September 28, 2023 | NEWS| By Will Sylvain
In 1969, in the basement of Loomis Hall, Colorado College held a vote to approve a new vision for the future. Nearly all the college’s faculty and staff were present. After a scholarly debate, they marked their ballots and, with only one dissenting vote, the group approved the “Colorado College Plan,” an innovative system that would later become known as the Block Plan.
55 years later, in Kathryn Mohrman theatre, CC yet again took a moment to look to the future.
A panel titled “150 Years: An Occasion to Build a New Future?” convened on Monday to ask critical questions about what CC’s future should look like, continuing a discussion that has been going on at the college for several years now.
The panel, composed of professors Susan Ashley, Mike Taber, and student Lily Byrne ’23, was part of the college’s First Mondays event series, which aims to facilitate conversation amongst faculty, staff, students and administrators.
This panel was the first event under the series’ new structure. First Mondays events will now be held in the afternoon of the first Monday of every other Block, a change from the previous schedule of morning slots on every first Monday.
Ashley opened the discussion by framing the discussion in the context of the college’s past. With CC’s sesquicentennial, 150-year anniversary, just months away, the school’s history of innovation provided the backdrop for the panel’s future-oriented discussion.
“I see my task as talking about the past, especially as it relates to the present,” Ashley said.
Her remarks began with an anecdote about the birth of the Block Plan, acknowledging the history that makes the college what it is today. She went on to share other stories of the past, including one time when professors came to important revelations between swigs of beer at a local Colorado Springs bar.
Before passing the mic to her fellow panelists, Ashley brought the discussion back to the task at hand. “Can we replicate what they did when they created the Block Plan?” she wondered aloud. “I think we’re doing it now.”
Taber spoke next about the opportunity to celebrate the college’s 150th anniversary.
“Colorado College’s sesquicentennial is the moment for us to find joy in our dreams,” Taber remarked. It is a unique occasion, he said, for a celebration of the past with a hopeful eye toward the future.

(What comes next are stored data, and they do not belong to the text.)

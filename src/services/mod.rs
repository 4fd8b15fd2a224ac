pub mod bandit;
pub mod consumer;
pub mod feed;
pub mod workers;

pub use bandit::{Bandit, BanditScope};
pub use consumer::EventConsumer;
pub use feed::{DiversityReranker, FeedRanker};
pub use workers::{CfTrainer, PopularityAggregator};
use anyhow::{Context, Result};
use async_trait::async_trait;
use sqlx::PgPool;

use super::FeatureBlobStore;

/// Repository for latent-factor feature blobs.
///
/// Vectors are stored as JSON arrays of reals keyed by (namespace, key);
/// the per-user top-K projection lives in the cache, these blobs are the
/// durable copy.
#[derive(Clone)]
pub struct FeatureRepository {
    pool: PgPool,
}

impl FeatureRepository {
    pub fn new(pool: PgPool) -> Self {
        Self { pool }
    }
}

#[async_trait]
impl FeatureBlobStore for FeatureRepository {
    async fn put_vectors(&self, namespace: &str, vectors: &[(String, Vec<f32>)]) -> Result<()> {
        if vectors.is_empty() {
            return Ok(());
        }

        let mut keys = Vec::with_capacity(vectors.len());
        let mut blobs = Vec::with_capacity(vectors.len());
        for (key, vector) in vectors {
            keys.push(key.clone());
            blobs.push(serde_json::to_value(vector).context("Failed to encode factor vector")?);
        }

        sqlx::query(
            r#"
            INSERT INTO feature_store (key, namespace, value)
            SELECT u.key, $1, u.value
            FROM UNNEST($2::text[], $3::jsonb[]) AS u(key, value)
            ON CONFLICT (key, namespace) DO UPDATE
            SET value = EXCLUDED.value
            "#,
        )
        .bind(namespace)
        .bind(&keys)
        .bind(&blobs)
        .execute(&self.pool)
        .await
        .context("Failed to persist factor vectors")?;

        Ok(())
    }

    async fn vectors(&self, namespace: &str) -> Result<Vec<(String, Vec<f32>)>> {
        let rows: Vec<(String, serde_json::Value)> = sqlx::query_as(
            r#"
            SELECT key, value
            FROM feature_store
            WHERE namespace = $1
            ORDER BY key
            "#,
        )
        .bind(namespace)
        .fetch_all(&self.pool)
        .await
        .context("Failed to load factor vectors")?;

        let mut vectors = Vec::with_capacity(rows.len());
        for (key, value) in rows {
            let vector: Vec<f32> = serde_json::from_value(value)
                .with_context(|| format!("Undecodable factor blob for key {}", key))?;
            vectors.push((key, vector));
        }

        Ok(vectors)
    }
}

Yet this opportunity also poses a significant challenge. How should the college go about celebrating its rich history while also contemplating a break from the past? Plus, as Taber noted, “the dichotomy of celebrating is not exempt from the pain, suffering, erasure and dispossession of the Ute peoples who lived on the unseated land we now sit on.”
He referred to this dilemma as the institution’s grand challenge: the momentous task of reevaluating the college’s future while confronting its problematic 150-year history.
Fortunately, this effort to chart the path to the future has been underway long before it hit the stage last Monday.
In the fall of 2021, the college launched the “Project 2024” initiative to engage the campus community in confronting questions of the future. Inspired by the innovation of the college’s past, the project revolves around two guiding questions: how can CC do what we do better? How should we address the most pressing issues experts say are facing higher education in the U.S. today?
In its first year, the project held workshops and discussions to hear from the community about the college’s most pressing issues. From faculty to students to alumni, the initiative aimed to engage every corner of the campus community to create a better future.
Lily Byrne ’24, who was part of the project since its beginning, joined the panel to share what she gleaned from the project’s efforts.
“All of our first-year conversations revealed that everyone desired greater connection,” said Byrne. Especially with the campus emerging from the COVID-19 pandemic, this theme appeared to permeate the discussions.
“As we continued to listen,” Byrne added “there was a collective realization that there is a gap between our aspirations and our actions.” Byrne was referring to concerns about the school’s commitment to anti-racism, cherishing time, and respecting its people.
In its second year, “Project 2024” set out to find solutions to these concerns. If the first phase of the project sought to diagnose issues, the second phase was the prescription.
Proposals that arose from this stage of the process included more multi-block course offerings, an increase in wages to employees and contract workers, and efforts to improve communications around school-wide decisions and the rationale behind them.
Now the project turns to the future, hoping to put these proposals and goals into action–the treatment phase of the process. By working through the concerns that arose from the project, the college hopes to reach consensus on how to address what Taber calls “the grand challenge.”
“This year, the goal is to continue the work and to implement key proposals in the areas of reinforcing liberal learning and supporting our people,” Ashley said. “And what’s coming at us in another 50 years makes thinking ahead and thinking big an imperative.”